Sunday, August 10, 2014

Tech Talk - Rig Counts in the Middle East

In recent posts about the situation in the Middle East, I have noted the need for Aramco to increase the number of drilling rigs that it must use, since it is now looking for natural gas in their tight sand deposits rather than finding the large reserves that they had hoped in the shale reservoirs. It is interesting in this regard to plot the number of rigs that have been working in the Middle East.

Getting the overall data from Baker Hughes the rig count can be plotted, over time, to give the following:

Figure 1. Rig Counts in the Middle East (Baker Hughes)

If one looks at the trend for the last twelve months, it has remains on a fairly consistent upward trend, following that of the longer time interval plot of Figure 1.

Figure 2. Recent trend in Middle East Rig count (Baker Hughes)

Back in the days of The Oil Drum, Euan Mearns and I had this concern, which occasionally surfaced, about these numbers. From my early post on the subject which noted that back in 2005 the KSA were running around 20 rigs, which would not be enough to get them the production they were claiming to need in the future, to Euan’s in 2011, the topic was revisited regularly over the time that the count steadily mounted as the Kingdom had to drill an increasing number of wells just to keep production at around the same overall level.

I am using the KSA as the example, given the large volume of its production relative to that of the others in the Middle East, but as the numbers show, the trend toward increased drilling rate to create enough productive wells to sustain production as the larger volume wells dry up is starting to become a steadily more frantic race across the region.

Rune Likvern used the phrase “Red Queen” in discussing the overall long-term need of the companies in the Bakken to have to drill an increasing number of wells, with individually reducing production, in order to remain in place with regard to overall production. As the production from the Bakken now exceeds a million barrels a day it may seem foolish to be predicting this “squirrel cage” view of the future, but the rig count up there is still running at around 190 rigs, which is not enough to sustain future growth for long, given that access to the sweet spots is limited, and they are beginning to run out of new sites.

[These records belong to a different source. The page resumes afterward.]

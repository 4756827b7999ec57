use log::info;
use std::io;
use std::path::Path;

/// Creates `path` (and its parents) unless it already exists as a directory.
pub async fn ensure_dir_exists(path: &Path) -> io::Result<()> {
    match tokio::fs::metadata(path).await {
        Ok(metadata) => {
            if !metadata.is_dir() {
                return Err(io::Error::other(format!(
                    "path exists but is not a directory: {}",
                    path.display()
                )));
            }
            Ok(())
        }
        Err(e) if e.kind() == io::ErrorKind::NotFound => {
            info!("Creating directory: {}", path.display());
            tokio::fs::create_dir_all(path).await
        }
        Err(e) => Err(e),
    }
}

/// Last path component for log lines, falling back to the full path.
pub(crate) fn display_name(path: &Path) -> String {
    path.file_name()
        .map(|name| name.to_string_lossy().into_owned())
        .unwrap_or_else(|| path.display().to_string())
}
//! File locations used by a pipeline run.

use bon::Builder;
use std::env;
use std::path::PathBuf;

pub const DEFAULT_SOURCE_INFO_PATH: &str = "config/source_info.json";
pub const DEFAULT_DOWNLOAD_DIR: &str = "data";
pub const DEFAULT_DB_PATH: &str = "data/bike_weather.sqlite";

const SOURCE_INFO_ENV: &str = "ETL_SOURCE_INFO";
const DOWNLOAD_DIR_ENV: &str = "ETL_DOWNLOAD_DIR";
const DB_PATH_ENV: &str = "ETL_DB_PATH";

/// Where the source document is read from, where downloads land, and which
/// SQLite file receives the output tables.
///
/// ```
/// use bike_weather_etl::Settings;
///
/// let settings = Settings::builder().download_dir("/tmp/raw").build();
/// assert_eq!(settings.download_dir.to_str(), Some("/tmp/raw"));
/// assert_eq!(settings.db_path.to_str(), Some("data/bike_weather.sqlite"));
/// ```
#[derive(Debug, Clone, PartialEq, Eq, Builder)]
pub struct Settings {
    #[builder(into, default = PathBuf::from(DEFAULT_SOURCE_INFO_PATH))]
    pub source_info_path: PathBuf,
    #[builder(into, default = PathBuf::from(DEFAULT_DOWNLOAD_DIR))]
    pub download_dir: PathBuf,
    #[builder(into, default = PathBuf::from(DEFAULT_DB_PATH))]
    pub db_path: PathBuf,
}

impl Default for Settings {
    fn default() -> Self {
        Settings::builder().build()
    }
}

impl Settings {
    /// Defaults, overridden by `ETL_SOURCE_INFO`, `ETL_DOWNLOAD_DIR` and `ETL_DB_PATH`.
    pub fn from_env() -> Self {
        Self::from_lookup(|key| env::var(key).ok())
    }

    fn from_lookup(lookup: impl Fn(&str) -> Option<String>) -> Self {
        let non_empty = |key: &str| lookup(key).filter(|v| !v.trim().is_empty());
        Settings::builder()
            .maybe_source_info_path(non_empty(SOURCE_INFO_ENV))
            .maybe_download_dir(non_empty(DOWNLOAD_DIR_ENV))
            .maybe_db_path(non_empty(DB_PATH_ENV))
            .build()
    }
}
use crate::extract::error::ExtractError;
use crate::utils::display_name;
use futures_util::TryStreamExt;
use log::{info, warn};
use reqwest::Client;
use std::io;
use std::path::Path;
use tokio::fs;
use tokio::io::AsyncWriteExt;
use tokio_util::io::StreamReader;

/// Fetches single resources over HTTP and stores the raw bytes on disk.
#[derive(Debug, Clone, Default)]
pub struct Downloader {
    client: Client,
}

impl Downloader {
    pub fn new() -> Self {
        Self::with_client(Client::new())
    }

    pub fn with_client(client: Client) -> Self {
        Self { client }
    }

    /// Streams the body of `url` into `output_path` unchanged (gzip stays compressed).
    /// Returns the number of bytes written. A partially written file is removed on failure.
    pub async fn download(&self, url: &str, output_path: &Path) -> Result<u64, ExtractError> {
        info!("Downloading data from {}", url);

        let response = self
            .client
            .get(url)
            .send()
            .await
            .map_err(|e| ExtractError::NetworkRequest(url.to_string(), e))?;

        let response = match response.error_for_status() {
            Ok(resp) => resp,
            Err(e) => {
                warn!("HTTP error for {}: {:?}", url, e);
                return Err(if let Some(status) = e.status() {
                    ExtractError::HttpStatus {
                        url: url.to_string(),
                        status,
                        source: e,
                    }
                } else {
                    ExtractError::NetworkRequest(url.to_string(), e)
                });
            }
        };

        let stream = response.bytes_stream().map_err(io::Error::other);
        let mut reader = StreamReader::new(stream);

        let written = match Self::write_stream(&mut reader, output_path).await {
            Ok(written) => written,
            Err(e) => {
                // ignore the cleanup result, the write error is what matters
                let _ = fs::remove_file(output_path).await;
                return Err(ExtractError::DownloadIo(output_path.to_path_buf(), e));
            }
        };

        info!(
            "Data downloaded successfully ({} bytes) and saved as {}",
            written,
            display_name(output_path)
        );
        Ok(written)
    }

    async fn write_stream<R>(reader: &mut R, output_path: &Path) -> io::Result<u64>
    where
        R: tokio::io::AsyncRead + Unpin,
    {
        let mut file = fs::File::create(output_path).await?;
        let written = tokio::io::copy(reader, &mut file).await?;
        file.flush().await?;
        Ok(written)
    }
}
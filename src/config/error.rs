use std::path::PathBuf;
use thiserror::Error;

#[derive(Debug, Error)]
pub enum ConfigError {
    #[error("Source configuration file '{0}' not found")]
    FileNotFound(PathBuf),

    #[error("Failed to read source configuration file '{0}'")]
    Read(PathBuf, #[source] std::io::Error),

    #[error("Failed to decode JSON data in file '{0}'")]
    JsonParse(PathBuf, #[source] serde_json::Error),

    #[error("Source '{source_name}' has an api_endpoint without a '{{station}}' placeholder: {endpoint}")]
    MissingStationPlaceholder {
        source_name: String,
        endpoint: String,
    },

    #[error("Data source at position {0} has an empty source_name")]
    EmptySourceName(usize),

    #[error("Data source '{0}' is configured more than once")]
    DuplicateSource(String),
}
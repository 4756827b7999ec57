pub mod error;
pub mod loader;
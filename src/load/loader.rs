//! Last pipeline stage: persist the transformed tables into SQLite.

use crate::load::error::LoadError;
use crate::types::extracted::{TransformedData, TransformedTable};
use crate::utils::ensure_dir_exists;
use log::info;
use polars::prelude::{AnyValue, DataType};
use sqlx::query::Query;
use sqlx::sqlite::{Sqlite, SqliteArguments, SqliteConnectOptions, SqlitePool, SqlitePoolOptions};
use std::path::{Path, PathBuf};

type SqliteQuery<'q> = Query<'q, Sqlite, SqliteArguments<'q>>;

pub struct DataLoader {
    db_path: PathBuf,
}

impl DataLoader {
    pub fn new(db_path: &Path) -> Self {
        Self {
            db_path: db_path.to_path_buf(),
        }
    }

    pub fn db_path(&self) -> &Path {
        &self.db_path
    }

    /// Writes every table, replacing any table of the same name.
    /// Returns the total number of rows written.
    pub async fn load(&self, data: &TransformedData) -> Result<usize, LoadError> {
        if let Some(parent) = self.db_path.parent().filter(|p| !p.as_os_str().is_empty()) {
            ensure_dir_exists(parent)
                .await
                .map_err(|e| LoadError::DirCreation(parent.to_path_buf(), e))?;
        }

        let options = SqliteConnectOptions::new()
            .filename(&self.db_path)
            .create_if_missing(true);
        let pool = SqlitePoolOptions::new()
            .max_connections(1)
            .connect_with(options)
            .await
            .map_err(|source| LoadError::Connect {
                path: self.db_path.clone(),
                source,
            })?;

        let mut written = 0;
        for table in data.tables() {
            written += write_table(&pool, table).await?;
        }
        pool.close().await;
        Ok(written)
    }
}

async fn write_table(pool: &SqlitePool, table: &TransformedTable) -> Result<usize, LoadError> {
    let name = table.table_name.as_str();
    let frame = &table.frame;
    let query_err = |source| LoadError::Query {
        table: name.to_string(),
        source,
    };

    let columns = frame.get_columns();
    let definitions: Vec<String> = columns
        .iter()
        .map(|c| format!("{} {}", quote_ident(c.name()), sql_type(c.dtype())))
        .collect();
    let drop = format!("DROP TABLE IF EXISTS {}", quote_ident(name));
    let create = format!(
        "CREATE TABLE {} ({})",
        quote_ident(name),
        definitions.join(", ")
    );
    let insert = format!(
        "INSERT INTO {} VALUES ({})",
        quote_ident(name),
        vec!["?"; columns.len()].join(", ")
    );

    let mut tx = pool.begin().await.map_err(query_err)?;
    sqlx::query(&drop)
        .execute(&mut *tx)
        .await
        .map_err(query_err)?;
    sqlx::query(&create)
        .execute(&mut *tx)
        .await
        .map_err(query_err)?;

    for row in 0..frame.height() {
        let mut query = sqlx::query(&insert);
        for column in columns {
            let value = column.get(row).map_err(|source| LoadError::RowRead {
                table: name.to_string(),
                source,
            })?;
            query = bind_value(query, value, name, column.name())?;
        }
        query.execute(&mut *tx).await.map_err(query_err)?;
    }
    tx.commit().await.map_err(query_err)?;

    info!(
        "Table '{}' is written to the database ({} rows)",
        name,
        frame.height()
    );
    Ok(frame.height())
}

fn quote_ident(ident: &str) -> String {
    format!("\"{}\"", ident.replace('"', "\"\""))
}

fn sql_type(dtype: &DataType) -> &'static str {
    if dtype.is_integer() || matches!(dtype, DataType::Boolean) {
        "INTEGER"
    } else if dtype.is_float() {
        "REAL"
    } else {
        "TEXT"
    }
}

fn bind_value<'q>(
    query: SqliteQuery<'q>,
    value: AnyValue<'_>,
    table: &str,
    column: &str,
) -> Result<SqliteQuery<'q>, LoadError> {
    Ok(match value {
        AnyValue::Null => query.bind(None::<i64>),
        AnyValue::Boolean(v) => query.bind(v),
        AnyValue::Int8(v) => query.bind(i64::from(v)),
        AnyValue::Int16(v) => query.bind(i64::from(v)),
        AnyValue::Int32(v) => query.bind(i64::from(v)),
        AnyValue::Int64(v) => query.bind(v),
        AnyValue::UInt8(v) => query.bind(i64::from(v)),
        AnyValue::UInt16(v) => query.bind(i64::from(v)),
        AnyValue::UInt32(v) => query.bind(i64::from(v)),
        AnyValue::UInt64(v) => {
            let v = i64::try_from(v).map_err(|_| LoadError::ValueOutOfRange {
                table: table.to_string(),
                column: column.to_string(),
                value: v,
            })?;
            query.bind(v)
        }
        AnyValue::Float32(v) => query.bind(f64::from(v)),
        AnyValue::Float64(v) => query.bind(v),
        AnyValue::String(v) => query.bind(v.to_string()),
        AnyValue::StringOwned(v) => query.bind(v.to_string()),
        other => query.bind(other.to_string()),
    })
}
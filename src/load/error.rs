use polars::error::PolarsError;
use std::path::PathBuf;
use thiserror::Error;

#[derive(Debug, Error)]
pub enum LoadError {
    #[error("Failed to create the database directory '{0}'")]
    DirCreation(PathBuf, #[source] std::io::Error),

    #[error("Failed to open the database '{path}'")]
    Connect {
        path: PathBuf,
        #[source]
        source: sqlx::Error,
    },

    #[error("Database statement failed for table '{table}'")]
    Query {
        table: String,
        #[source]
        source: sqlx::Error,
    },

    #[error("Value {value} in column '{column}' of table '{table}' does not fit a SQLite integer")]
    ValueOutOfRange {
        table: String,
        column: String,
        value: u64,
    },

    #[error("Failed reading row data of table '{table}'")]
    RowRead {
        table: String,
        #[source]
        source: PolarsError,
    },
}
//! The two kinds of dataset the pipeline knows how to reshape.

use std::fmt;

/// Which transformation rules apply to a source's files.
///
/// Also decides the naming of downloaded files and output tables.
#[derive(Debug, Clone, Copy, PartialEq, Eq, Hash)]
pub enum DatasetKind {
    /// Monthly bicycle counts, one CSV per year, one column per counting station.
    BicycleTraffic,
    /// Monthly weather observations, one gzip CSV per weather station.
    WeatherData,
}

impl DatasetKind {
    pub(crate) fn name_segment(&self) -> &'static str {
        match self {
            DatasetKind::BicycleTraffic => "bicycle_traffic",
            DatasetKind::WeatherData => "weather_data",
        }
    }

    /// Table name for a source, e.g. `mobilithek_bicycle_traffic`.
    pub fn table_name(&self, source_name: &str) -> String {
        format!("{}_{}", source_name.to_lowercase(), self.name_segment())
    }

    /// Name of the column holding the `"MonthName-Year"` label.
    pub fn date_column(&self) -> &'static str {
        match self {
            DatasetKind::BicycleTraffic => "Date",
            DatasetKind::WeatherData => "date",
        }
    }
}

impl fmt::Display for DatasetKind {
    fn fmt(&self, f: &mut fmt::Formatter<'_>) -> fmt::Result {
        write!(f, "{}", self.name_segment())
    }
}

/// Column layout of Meteostat monthly bulk files, which carry no header row.
pub(crate) const MONTHLY_WEATHER_COLUMNS: [&str; 9] = [
    "year", "month", "tavg", "tmin", "tmax", "prcp", "wspd", "pres", "tsun",
];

So it is in the Middle East. The rig count numbers are mounting steadily, it is reported that there were 88 rigs drilling in the country in October 2012. Last year this rose to 170, and the number is expected to rise to 210 by the end of this year.

Aramco have done remarkably well, over the past decade, in developing new technologies to harvest the attic oil left around the tops of the major producing formations such as Ghawar, as the main body of the fields begin to be exhausted. But the problem with these secondary rig operations is that they were directed at the smaller pools around the field, rather than tapping into the major volume, and thus they had an expected and finite life. That life is starting to come to a close. Just as, when sucking a thick milk shake through a single immovable straw, when it stops drawing fluid, there is still a fair amount left in the cup. But as you move the straw around and slide it up and down the sides, the amount that you recover gets less, and it takes greater and greater effort to get it, to the point where you quit and discard the carton. And that is where the Middle Eastern oilfields are beginning to find themselves.

The high-quality light oils of the mainland are rapidly running out, and the remaining fields with the promise for sustaining Saudi production at around 10 mbd for the next few years, are the heavier sour crudes from the offshore fields such as Safaniya and Manifa. At the same time there is a need to reduce the increasing amount of oil (now at 3 mbd) being consumed in country, with the hope that this can be replaced by domestic natural gas. But those hopes are being reduced as the shales are found to be less productive than anticipated, and hopes are now switching to the slower production that can, hopefully, be achieved from the tight sands – but at the cost of an increased number of wells, inter alia.

This is the writing on the wall for global oil production, and in the short-term it will be neglected. Increasing the number of rigs will, in that interval, increase the number of wells that will produce, even though the volume from each well will be less, and the overall life of the wells will similarly reduce, as higher production techniques tap into smaller fields.

But we are now on the treadmill in the squirrel cage, or, as Rune would have it, we have wrapped ourselves in the cape and crown of the Red Queen, and must run faster and faster just to stay in place. (There are additional concerns since, as an example, Manifa could not be brought on line until there were refineries built that could process that crude, and so the options for increasing production beyond the capacity of refineries to absorb that increase is a futile exercise).

There will soon come a time when the gain from the overall increase in new wells will not match the decline in production from older wells, particularly if the effort to “run faster” is restricted to only a few players (Russia for example is not yet putting the effort and investment into increased drilling rates in order to sustain their overall levels of production, and given the age of their major fields are likely now in terminal decline).



  1. Is there a chance that Iraq is contributing to the more steeply increased rig count since 2010 -- Shahristani gave out a bunch of contracts in that year that are coming to fruition about now? I can't seem to find a country breakdown of the Baker Hughes rig count.

  2. The problems that occur in Iraq also include the relatively slow movement of business, for a wide variety of reasons, but mean that contracts rarely start close to schedule.